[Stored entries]
BEGIN

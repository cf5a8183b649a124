use core::{alloc::Layout, mem::ManuallyDrop, ptr::NonNull};

use region::{Allocation, Protection};

use super::{BaseAlloc, Chunk};

/// A base provider backed by the `mmap` function series.
#[derive(Debug, Clone, Copy, Default, Hash)]
pub struct Mmap;

impl Mmap {
    /// Creates a new `mmap` base provider.
    pub const fn new() -> Self {
        Mmap
    }
}

/// An owned `mmap` reservation. The mapping itself is process-global state
/// and the handle is uniquely owned by its `Chunk`, so it may travel across
/// and be shared between threads.
pub struct MmapHandle(ManuallyDrop<Allocation>);

unsafe impl Send for MmapHandle {}
unsafe impl Sync for MmapHandle {}

unsafe impl BaseAlloc for Mmap {
    type Error = region::Error;
    type Handle = MmapHandle;

    fn reserve(self, layout: Layout) -> Result<Chunk<Self>, Self::Error> {
        fn round_up(addr: usize, layout: Layout) -> usize {
            (addr + layout.align() - 1) & !(layout.align() - 1)
        }

        let mut trial = region::alloc(layout.size(), Protection::READ_WRITE)?;
        if trial.as_ptr::<u8>() as usize % layout.align() == 0 {
            let ptr = NonNull::new(trial.as_mut_ptr()).unwrap();
            // SAFETY: `Chunk` is reserved from self.
            return Ok(unsafe { Chunk::new(ptr, layout, MmapHandle(ManuallyDrop::new(trial))) });
        }

        drop(trial);
        let mut wide = region::alloc(layout.size() + layout.align(), Protection::READ_WRITE)?;
        let base = wide.as_mut_ptr::<u8>();
        let offset = round_up(base as usize, layout) - base as usize;
        // SAFETY: the over-reservation leaves room for the round-up.
        let ptr = NonNull::new(unsafe { base.add(offset) });

        // SAFETY: `Chunk` is reserved from self.
        Ok(unsafe { Chunk::new(ptr.unwrap(), layout, MmapHandle(ManuallyDrop::new(wide))) })
    }

    unsafe fn release(chunk: &mut Chunk<Self>) {
        unsafe { ManuallyDrop::drop(&mut chunk.handle.0) }
    }

    unsafe fn decommit(&self, ptr: NonNull<[u8]>) {
        #[cfg(any(target_os = "linux", target_os = "macos", target_os = "freebsd"))]
        const ADVICE: libc::c_int = libc::MADV_FREE;
        #[cfg(all(
            unix,
            not(any(target_os = "linux", target_os = "macos", target_os = "freebsd"))
        ))]
        const ADVICE: libc::c_int = libc::MADV_DONTNEED;

        #[cfg(unix)]
        unsafe {
            libc::madvise(ptr.as_ptr().cast(), ptr.len(), ADVICE);
        }
        #[cfg(not(unix))]
        let _ = ptr;
    }
}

END

• _Your instructions_: Reply with nothing except the number of lines in the records that include the word "owned".

• _The completed task_: 2